Collected data entries:
####
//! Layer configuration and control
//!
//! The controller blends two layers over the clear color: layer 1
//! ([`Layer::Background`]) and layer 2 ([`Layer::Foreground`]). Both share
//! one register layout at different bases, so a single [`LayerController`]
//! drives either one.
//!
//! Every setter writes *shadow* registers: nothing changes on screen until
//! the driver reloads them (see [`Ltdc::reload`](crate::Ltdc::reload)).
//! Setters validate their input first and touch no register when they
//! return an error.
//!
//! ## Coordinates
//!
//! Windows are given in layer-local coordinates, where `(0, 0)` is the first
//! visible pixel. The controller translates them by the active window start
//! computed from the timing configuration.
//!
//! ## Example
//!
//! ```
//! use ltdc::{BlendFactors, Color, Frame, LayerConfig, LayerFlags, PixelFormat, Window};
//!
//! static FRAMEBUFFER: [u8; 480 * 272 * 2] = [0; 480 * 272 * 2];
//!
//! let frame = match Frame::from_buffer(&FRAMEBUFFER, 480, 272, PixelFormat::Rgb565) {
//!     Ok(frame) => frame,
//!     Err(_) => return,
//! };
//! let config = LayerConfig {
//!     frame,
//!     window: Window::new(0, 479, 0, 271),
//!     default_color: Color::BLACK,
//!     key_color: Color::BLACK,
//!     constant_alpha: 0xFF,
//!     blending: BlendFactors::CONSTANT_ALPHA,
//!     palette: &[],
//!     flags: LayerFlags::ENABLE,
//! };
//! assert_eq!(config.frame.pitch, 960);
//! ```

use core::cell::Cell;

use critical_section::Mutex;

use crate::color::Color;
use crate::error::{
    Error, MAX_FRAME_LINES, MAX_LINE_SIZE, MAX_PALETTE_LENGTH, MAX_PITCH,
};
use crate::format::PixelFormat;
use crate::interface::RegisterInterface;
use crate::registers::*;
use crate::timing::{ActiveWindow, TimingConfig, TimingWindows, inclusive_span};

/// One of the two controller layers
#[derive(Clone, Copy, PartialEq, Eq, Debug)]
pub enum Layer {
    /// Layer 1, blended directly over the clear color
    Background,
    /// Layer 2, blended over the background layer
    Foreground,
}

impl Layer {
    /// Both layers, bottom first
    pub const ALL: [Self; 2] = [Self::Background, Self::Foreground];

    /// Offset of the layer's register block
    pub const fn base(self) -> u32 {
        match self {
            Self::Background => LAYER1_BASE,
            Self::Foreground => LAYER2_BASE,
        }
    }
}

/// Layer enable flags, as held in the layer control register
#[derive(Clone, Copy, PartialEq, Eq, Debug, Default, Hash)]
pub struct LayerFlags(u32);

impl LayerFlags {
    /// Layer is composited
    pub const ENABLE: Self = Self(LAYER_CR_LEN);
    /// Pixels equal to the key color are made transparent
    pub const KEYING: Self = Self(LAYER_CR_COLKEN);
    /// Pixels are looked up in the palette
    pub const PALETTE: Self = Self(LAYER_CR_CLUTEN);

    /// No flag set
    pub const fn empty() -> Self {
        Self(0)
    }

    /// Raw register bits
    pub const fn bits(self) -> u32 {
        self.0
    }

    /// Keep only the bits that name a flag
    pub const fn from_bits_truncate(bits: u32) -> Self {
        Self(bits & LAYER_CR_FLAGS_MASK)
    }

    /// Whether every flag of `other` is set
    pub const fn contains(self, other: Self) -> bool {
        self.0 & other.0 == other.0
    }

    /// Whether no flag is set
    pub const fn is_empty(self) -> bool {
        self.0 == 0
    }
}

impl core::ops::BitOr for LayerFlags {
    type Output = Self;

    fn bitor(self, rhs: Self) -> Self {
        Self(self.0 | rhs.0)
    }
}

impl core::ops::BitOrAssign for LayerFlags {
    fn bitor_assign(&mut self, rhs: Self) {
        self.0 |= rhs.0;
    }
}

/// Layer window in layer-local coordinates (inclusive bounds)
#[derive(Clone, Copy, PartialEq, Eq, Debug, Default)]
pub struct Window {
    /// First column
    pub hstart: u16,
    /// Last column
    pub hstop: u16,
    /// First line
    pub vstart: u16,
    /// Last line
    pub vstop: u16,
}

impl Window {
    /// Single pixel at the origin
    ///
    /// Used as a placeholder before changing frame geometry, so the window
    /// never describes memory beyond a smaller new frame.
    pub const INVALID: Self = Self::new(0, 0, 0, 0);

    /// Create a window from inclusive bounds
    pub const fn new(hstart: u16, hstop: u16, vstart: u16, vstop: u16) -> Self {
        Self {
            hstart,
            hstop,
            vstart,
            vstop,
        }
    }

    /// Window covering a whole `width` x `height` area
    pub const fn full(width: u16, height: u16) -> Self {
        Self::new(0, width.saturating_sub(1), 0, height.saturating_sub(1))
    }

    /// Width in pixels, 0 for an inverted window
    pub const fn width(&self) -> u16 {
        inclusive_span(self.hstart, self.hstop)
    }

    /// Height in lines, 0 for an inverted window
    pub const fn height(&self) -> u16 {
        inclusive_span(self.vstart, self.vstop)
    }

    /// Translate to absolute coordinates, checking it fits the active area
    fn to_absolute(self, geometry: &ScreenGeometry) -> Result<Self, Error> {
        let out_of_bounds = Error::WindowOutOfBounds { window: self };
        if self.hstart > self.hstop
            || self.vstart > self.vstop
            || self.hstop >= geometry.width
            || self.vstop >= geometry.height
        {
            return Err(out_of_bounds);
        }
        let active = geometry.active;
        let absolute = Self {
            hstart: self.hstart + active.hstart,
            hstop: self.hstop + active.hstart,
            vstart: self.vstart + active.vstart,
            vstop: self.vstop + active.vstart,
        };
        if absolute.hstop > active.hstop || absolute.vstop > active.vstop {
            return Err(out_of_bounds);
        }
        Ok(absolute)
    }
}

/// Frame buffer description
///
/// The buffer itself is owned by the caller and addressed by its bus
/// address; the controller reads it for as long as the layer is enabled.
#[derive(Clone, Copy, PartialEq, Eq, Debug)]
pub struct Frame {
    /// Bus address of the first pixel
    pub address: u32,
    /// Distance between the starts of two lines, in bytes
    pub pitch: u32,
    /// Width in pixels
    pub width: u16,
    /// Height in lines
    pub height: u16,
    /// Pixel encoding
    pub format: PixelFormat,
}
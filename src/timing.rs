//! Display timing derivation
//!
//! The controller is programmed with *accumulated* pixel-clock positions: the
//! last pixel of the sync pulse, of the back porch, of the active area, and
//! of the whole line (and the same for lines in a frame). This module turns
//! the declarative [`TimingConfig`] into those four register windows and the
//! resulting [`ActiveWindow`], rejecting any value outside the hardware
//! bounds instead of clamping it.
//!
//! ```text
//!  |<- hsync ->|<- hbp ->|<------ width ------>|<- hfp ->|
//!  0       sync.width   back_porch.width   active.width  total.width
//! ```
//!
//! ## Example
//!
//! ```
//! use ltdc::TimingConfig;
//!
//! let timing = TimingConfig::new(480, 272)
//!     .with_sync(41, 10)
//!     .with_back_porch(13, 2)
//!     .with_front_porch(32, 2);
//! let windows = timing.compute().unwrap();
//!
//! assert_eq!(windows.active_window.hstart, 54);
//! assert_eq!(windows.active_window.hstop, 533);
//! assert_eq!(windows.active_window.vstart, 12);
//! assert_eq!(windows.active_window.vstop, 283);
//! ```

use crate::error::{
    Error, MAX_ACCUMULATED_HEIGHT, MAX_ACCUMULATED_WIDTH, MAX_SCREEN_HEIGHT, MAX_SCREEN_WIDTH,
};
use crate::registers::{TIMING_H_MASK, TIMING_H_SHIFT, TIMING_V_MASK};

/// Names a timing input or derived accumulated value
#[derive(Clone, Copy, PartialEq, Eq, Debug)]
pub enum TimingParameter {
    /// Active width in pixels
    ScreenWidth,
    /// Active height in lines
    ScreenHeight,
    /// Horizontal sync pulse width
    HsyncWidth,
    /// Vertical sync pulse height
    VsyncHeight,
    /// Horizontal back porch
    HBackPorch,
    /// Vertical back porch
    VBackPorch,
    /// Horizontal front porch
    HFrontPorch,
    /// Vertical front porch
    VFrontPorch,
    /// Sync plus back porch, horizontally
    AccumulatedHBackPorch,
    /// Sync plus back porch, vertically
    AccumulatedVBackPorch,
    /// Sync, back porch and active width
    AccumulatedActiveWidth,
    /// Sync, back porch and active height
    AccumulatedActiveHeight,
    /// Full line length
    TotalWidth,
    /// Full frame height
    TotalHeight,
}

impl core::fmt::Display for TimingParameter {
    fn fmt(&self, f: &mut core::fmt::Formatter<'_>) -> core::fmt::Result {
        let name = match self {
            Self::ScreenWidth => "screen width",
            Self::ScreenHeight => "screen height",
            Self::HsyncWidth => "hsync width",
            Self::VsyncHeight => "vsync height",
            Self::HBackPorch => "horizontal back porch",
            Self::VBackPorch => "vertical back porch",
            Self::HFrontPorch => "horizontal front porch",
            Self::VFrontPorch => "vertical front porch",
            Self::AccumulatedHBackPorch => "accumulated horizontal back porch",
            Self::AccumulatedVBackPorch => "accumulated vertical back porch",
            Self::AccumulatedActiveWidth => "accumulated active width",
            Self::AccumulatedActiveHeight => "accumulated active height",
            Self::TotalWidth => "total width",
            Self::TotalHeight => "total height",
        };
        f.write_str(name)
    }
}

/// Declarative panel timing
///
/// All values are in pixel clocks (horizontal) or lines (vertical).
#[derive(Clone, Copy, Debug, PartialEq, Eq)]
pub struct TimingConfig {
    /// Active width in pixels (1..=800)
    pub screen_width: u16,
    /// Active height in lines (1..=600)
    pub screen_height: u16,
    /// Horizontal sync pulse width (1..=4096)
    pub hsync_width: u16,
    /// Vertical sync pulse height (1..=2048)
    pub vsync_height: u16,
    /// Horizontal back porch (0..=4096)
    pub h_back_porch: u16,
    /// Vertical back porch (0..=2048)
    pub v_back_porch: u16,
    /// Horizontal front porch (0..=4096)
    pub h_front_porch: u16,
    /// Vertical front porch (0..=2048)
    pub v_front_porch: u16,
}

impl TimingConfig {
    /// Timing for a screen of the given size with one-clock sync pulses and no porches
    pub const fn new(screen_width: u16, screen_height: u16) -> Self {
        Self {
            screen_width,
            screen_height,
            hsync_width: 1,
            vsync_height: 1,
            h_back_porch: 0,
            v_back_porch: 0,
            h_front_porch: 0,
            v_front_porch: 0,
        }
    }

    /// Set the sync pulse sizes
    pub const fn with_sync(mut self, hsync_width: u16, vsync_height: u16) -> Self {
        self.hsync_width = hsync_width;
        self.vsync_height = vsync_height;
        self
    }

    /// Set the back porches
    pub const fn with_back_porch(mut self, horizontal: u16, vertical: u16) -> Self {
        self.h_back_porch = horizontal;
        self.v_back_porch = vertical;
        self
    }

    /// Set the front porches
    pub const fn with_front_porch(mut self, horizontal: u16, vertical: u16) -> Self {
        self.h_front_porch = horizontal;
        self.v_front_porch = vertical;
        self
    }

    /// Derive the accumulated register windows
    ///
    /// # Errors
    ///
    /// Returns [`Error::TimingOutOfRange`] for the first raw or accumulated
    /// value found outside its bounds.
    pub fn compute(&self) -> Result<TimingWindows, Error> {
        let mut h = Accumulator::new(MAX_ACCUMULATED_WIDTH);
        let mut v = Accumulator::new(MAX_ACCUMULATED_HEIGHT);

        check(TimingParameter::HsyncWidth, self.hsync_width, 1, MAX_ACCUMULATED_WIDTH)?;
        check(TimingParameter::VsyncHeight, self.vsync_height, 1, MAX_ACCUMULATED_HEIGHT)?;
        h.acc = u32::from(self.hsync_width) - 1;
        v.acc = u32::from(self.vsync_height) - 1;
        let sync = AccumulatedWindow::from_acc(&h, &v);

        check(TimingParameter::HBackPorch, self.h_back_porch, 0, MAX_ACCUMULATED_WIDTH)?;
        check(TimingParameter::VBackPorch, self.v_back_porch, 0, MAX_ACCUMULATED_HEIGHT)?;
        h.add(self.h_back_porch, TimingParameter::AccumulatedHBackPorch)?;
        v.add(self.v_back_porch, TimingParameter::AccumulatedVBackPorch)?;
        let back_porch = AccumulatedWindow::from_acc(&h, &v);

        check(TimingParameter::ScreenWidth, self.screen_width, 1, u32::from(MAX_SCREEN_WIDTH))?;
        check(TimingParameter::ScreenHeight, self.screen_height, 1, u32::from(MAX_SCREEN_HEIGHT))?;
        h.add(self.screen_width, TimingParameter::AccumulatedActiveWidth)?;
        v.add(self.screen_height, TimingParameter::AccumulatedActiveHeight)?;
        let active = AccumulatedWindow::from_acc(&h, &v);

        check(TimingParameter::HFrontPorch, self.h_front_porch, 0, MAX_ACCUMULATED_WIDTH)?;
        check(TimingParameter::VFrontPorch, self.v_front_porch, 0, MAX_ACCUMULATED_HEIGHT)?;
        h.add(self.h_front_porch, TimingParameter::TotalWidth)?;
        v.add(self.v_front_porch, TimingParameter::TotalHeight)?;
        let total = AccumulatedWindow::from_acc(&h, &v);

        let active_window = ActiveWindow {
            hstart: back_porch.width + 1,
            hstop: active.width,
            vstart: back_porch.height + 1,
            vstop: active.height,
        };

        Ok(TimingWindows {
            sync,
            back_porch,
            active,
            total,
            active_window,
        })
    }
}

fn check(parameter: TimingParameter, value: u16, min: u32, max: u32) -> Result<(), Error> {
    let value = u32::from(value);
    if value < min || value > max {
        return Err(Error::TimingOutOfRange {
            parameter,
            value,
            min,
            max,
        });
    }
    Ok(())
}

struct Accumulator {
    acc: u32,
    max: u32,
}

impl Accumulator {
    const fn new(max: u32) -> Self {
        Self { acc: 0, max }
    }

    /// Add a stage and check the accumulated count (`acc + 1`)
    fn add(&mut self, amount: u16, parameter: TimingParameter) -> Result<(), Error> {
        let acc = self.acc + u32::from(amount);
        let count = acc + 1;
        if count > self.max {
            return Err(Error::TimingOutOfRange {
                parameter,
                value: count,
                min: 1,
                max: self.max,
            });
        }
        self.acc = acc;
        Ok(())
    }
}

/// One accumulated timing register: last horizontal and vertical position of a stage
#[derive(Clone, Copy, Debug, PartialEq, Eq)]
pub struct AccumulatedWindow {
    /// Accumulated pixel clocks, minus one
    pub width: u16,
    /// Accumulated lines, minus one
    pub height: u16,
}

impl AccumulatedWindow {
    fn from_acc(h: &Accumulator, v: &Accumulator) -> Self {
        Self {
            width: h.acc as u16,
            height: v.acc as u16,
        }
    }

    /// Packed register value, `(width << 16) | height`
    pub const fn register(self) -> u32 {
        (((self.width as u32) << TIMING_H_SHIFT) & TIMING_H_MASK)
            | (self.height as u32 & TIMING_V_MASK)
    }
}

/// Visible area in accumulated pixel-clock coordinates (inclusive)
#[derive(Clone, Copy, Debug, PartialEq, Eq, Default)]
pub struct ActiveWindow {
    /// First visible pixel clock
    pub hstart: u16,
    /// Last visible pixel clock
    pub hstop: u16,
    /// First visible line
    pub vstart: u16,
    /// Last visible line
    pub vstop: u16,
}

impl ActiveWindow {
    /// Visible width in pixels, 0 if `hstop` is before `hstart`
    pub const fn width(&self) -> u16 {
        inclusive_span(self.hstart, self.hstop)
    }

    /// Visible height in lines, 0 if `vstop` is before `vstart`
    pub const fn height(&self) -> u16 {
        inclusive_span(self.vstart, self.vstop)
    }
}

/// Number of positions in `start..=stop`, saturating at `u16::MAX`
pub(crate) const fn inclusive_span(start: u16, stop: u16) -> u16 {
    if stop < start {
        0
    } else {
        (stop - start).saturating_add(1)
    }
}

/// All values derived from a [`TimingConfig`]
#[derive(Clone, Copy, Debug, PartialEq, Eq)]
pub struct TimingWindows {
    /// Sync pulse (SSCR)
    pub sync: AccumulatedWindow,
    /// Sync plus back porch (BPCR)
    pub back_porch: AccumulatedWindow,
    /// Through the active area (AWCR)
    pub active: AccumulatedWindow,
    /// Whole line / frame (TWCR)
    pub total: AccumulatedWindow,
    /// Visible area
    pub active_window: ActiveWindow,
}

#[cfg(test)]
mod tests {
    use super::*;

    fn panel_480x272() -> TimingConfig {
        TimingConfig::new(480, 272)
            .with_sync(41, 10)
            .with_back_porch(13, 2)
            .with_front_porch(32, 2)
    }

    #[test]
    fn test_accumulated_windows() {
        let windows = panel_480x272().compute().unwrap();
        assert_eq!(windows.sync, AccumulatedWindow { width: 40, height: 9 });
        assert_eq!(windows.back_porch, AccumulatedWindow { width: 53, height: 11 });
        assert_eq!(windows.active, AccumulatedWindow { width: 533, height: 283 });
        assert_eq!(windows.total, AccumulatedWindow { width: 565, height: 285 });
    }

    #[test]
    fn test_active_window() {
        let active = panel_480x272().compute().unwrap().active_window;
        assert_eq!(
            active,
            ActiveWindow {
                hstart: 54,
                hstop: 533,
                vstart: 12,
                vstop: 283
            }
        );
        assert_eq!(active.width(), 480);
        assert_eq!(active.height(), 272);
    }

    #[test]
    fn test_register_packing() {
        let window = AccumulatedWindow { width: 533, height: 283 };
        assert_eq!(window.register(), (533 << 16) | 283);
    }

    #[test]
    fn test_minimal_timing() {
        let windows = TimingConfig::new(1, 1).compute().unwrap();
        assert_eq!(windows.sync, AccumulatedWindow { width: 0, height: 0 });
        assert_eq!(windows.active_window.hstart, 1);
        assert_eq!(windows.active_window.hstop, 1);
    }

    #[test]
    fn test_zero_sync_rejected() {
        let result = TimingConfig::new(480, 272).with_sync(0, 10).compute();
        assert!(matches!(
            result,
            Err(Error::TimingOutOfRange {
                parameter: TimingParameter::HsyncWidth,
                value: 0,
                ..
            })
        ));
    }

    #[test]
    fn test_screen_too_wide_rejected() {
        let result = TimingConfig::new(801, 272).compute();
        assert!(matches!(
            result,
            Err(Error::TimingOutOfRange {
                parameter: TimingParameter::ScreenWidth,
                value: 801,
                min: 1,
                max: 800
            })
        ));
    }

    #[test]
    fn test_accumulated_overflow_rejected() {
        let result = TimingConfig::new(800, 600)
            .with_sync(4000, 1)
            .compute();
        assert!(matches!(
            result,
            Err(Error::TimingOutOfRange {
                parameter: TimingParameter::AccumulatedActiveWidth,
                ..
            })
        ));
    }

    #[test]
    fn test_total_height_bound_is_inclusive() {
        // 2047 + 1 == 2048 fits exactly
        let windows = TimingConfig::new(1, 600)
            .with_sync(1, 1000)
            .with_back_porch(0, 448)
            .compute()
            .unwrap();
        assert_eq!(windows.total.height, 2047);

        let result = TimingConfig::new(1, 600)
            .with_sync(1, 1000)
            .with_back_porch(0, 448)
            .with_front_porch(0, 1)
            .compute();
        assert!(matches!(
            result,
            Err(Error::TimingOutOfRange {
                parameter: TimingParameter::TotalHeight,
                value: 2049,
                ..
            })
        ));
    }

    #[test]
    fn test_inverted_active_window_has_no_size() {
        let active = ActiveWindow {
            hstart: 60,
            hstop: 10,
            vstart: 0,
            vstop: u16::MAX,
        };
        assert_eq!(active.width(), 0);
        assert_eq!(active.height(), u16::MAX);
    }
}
####
▸ Task instructions
Copy all lines of the records that have the string "enum" in them.

▸ Response
pub enum Layer {
pub enum TimingParameter {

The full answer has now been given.